PROMPT
Reproduce each line below without any alteration.

DATA TO EXAMINE
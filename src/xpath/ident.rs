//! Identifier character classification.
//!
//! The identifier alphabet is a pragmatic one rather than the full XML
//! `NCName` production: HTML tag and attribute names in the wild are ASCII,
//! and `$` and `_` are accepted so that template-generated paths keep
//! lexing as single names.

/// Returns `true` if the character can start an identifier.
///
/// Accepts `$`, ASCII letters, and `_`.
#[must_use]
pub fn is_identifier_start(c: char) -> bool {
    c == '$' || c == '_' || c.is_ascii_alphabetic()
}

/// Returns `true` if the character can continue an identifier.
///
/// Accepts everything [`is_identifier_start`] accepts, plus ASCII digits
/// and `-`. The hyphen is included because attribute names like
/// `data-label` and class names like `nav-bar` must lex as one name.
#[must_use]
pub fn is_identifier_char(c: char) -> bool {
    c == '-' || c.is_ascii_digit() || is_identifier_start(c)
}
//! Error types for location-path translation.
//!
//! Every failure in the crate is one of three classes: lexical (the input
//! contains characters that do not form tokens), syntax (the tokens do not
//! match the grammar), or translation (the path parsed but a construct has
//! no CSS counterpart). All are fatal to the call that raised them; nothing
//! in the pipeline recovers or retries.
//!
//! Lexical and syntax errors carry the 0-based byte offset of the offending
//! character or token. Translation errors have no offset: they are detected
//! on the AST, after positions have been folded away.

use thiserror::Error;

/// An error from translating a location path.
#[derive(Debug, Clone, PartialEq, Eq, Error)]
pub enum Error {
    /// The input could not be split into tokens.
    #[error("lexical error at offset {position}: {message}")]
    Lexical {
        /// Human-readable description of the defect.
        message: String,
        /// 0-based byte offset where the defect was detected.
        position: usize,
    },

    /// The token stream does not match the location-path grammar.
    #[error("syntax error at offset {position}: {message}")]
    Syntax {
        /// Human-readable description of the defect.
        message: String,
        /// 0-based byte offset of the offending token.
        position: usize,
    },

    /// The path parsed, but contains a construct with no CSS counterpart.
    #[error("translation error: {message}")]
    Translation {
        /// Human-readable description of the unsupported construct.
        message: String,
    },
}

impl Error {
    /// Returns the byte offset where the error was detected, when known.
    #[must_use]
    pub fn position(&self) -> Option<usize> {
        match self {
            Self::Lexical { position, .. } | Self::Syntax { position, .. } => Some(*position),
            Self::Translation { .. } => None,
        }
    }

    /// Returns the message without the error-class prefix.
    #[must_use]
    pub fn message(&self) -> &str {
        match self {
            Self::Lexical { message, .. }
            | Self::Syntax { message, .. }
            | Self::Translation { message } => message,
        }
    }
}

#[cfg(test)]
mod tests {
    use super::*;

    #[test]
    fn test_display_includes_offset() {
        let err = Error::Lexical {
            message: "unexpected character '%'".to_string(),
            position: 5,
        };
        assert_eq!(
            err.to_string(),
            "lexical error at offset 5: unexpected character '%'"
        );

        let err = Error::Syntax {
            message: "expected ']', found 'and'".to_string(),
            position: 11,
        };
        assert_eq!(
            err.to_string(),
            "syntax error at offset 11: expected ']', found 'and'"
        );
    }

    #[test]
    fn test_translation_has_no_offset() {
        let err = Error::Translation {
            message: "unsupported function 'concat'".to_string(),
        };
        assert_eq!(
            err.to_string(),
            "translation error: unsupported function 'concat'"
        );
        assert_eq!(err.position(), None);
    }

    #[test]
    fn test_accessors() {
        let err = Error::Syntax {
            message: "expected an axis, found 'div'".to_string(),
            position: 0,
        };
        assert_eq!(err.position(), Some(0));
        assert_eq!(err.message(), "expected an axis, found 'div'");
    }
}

OUTPUT
filename src/xpath/ident.rs
//! Identifier character classification.
//!
//! The identifier alphabet is a pragmatic one rather than the full XML
//! `NCName` production: HTML tag and attribute names in the wild are ASCII,
//! and `$` and `_` are accepted so that template-generated paths keep
//! lexing as single names.

/// Returns `true` if the character can start an identifier.
///
/// Accepts `$`, ASCII letters, and `_`.
#[must_use]
pub fn is_identifier_start(c: char) -> bool {
    c == '$' || c == '_' || c.is_ascii_alphabetic()
}

/// Returns `true` if the character can continue an identifier.
///
/// Accepts everything [`is_identifier_start`] accepts, plus ASCII digits
/// and `-`. The hyphen is included because attribute names like
/// `data-label` and class names like `nav-bar` must lex as one name.
#[must_use]
pub fn is_identifier_char(c: char) -> bool {
    c == '-' || c.is_ascii_digit() || is_identifier_start(c)
}
//! Error types for location-path translation.
//!
//! Every failure in the crate is one of three classes: lexical (the input
//! contains characters that do not form tokens), syntax (the tokens do not
//! match the grammar), or translation (the path parsed but a construct has
//! no CSS counterpart). All are fatal to the call that raised them; nothing
//! in the pipeline recovers or retries.
//!
//! Lexical and syntax errors carry the 0-based byte offset of the offending
//! character or token. Translation errors have no offset: they are detected
//! on the AST, after positions have been folded away.

use thiserror::Error;

/// An error from translating a location path.
#[derive(Debug, Clone, PartialEq, Eq, Error)]
pub enum Error {
    /// The input could not be split into tokens.
    #[error("lexical error at offset {position}: {message}")]
    Lexical {
        /// Human-readable description of the defect.
        message: String,
        /// 0-based byte offset where the defect was detected.
        position: usize,
    },

    /// The token stream does not match the location-path grammar.
    #[error("syntax error at offset {position}: {message}")]
    Syntax {
        /// Human-readable description of the defect.
        message: String,
        /// 0-based byte offset of the offending token.
        position: usize,
    },

    /// The path parsed, but contains a construct with no CSS counterpart.
    #[error("translation error: {message}")]
    Translation {
        /// Human-readable description of the unsupported construct.
        message: String,
    },
}

impl Error {
    /// Returns the byte offset where the error was detected, when known.
    #[must_use]
    pub fn position(&self) -> Option<usize> {
        match self {
            Self::Lexical { position, .. } | Self::Syntax { position, .. } => Some(*position),
            Self::Translation { .. } => None,
        }
    }

    /// Returns the message without the error-class prefix.
    #[must_use]
    pub fn message(&self) -> &str {
        match self {
            Self::Lexical { message, .. }
            | Self::Syntax { message, .. }
            | Self::Translation { message } => message,
        }
    }
}

#[cfg(test)]
mod tests {
    use super::*;

    #[test]
    fn test_display_includes_offset() {
        let err = Error::Lexical {
            message: "unexpected character '%'".to_string(),
            position: 5,
        };
        assert_eq!(
            err.to_string(),
            "lexical error at offset 5: unexpected character '%'"
        );

        let err = Error::Syntax {
            message: "expected ']', found 'and'".to_string(),
            position: 11,
        };
        assert_eq!(
            err.to_string(),
            "syntax error at offset 11: expected ']', found 'and'"
        );
    }

    #[test]
    fn test_translation_has_no_offset() {
        let err = Error::Translation {
            message: "unsupported function 'concat'".to_string(),
        };
        assert_eq!(
            err.to_string(),
            "translation error: unsupported function 'concat'"
        );
        assert_eq!(err.position(), None);
    }

    #[test]
    fn test_accessors() {
        let err = Error::Syntax {
            message: "expected an axis, found 'div'".to_string(),
            position: 0,
        };
        assert_eq!(err.position(), Some(0));
        assert_eq!(err.message(), "expected an axis, found 'div'");
    }
}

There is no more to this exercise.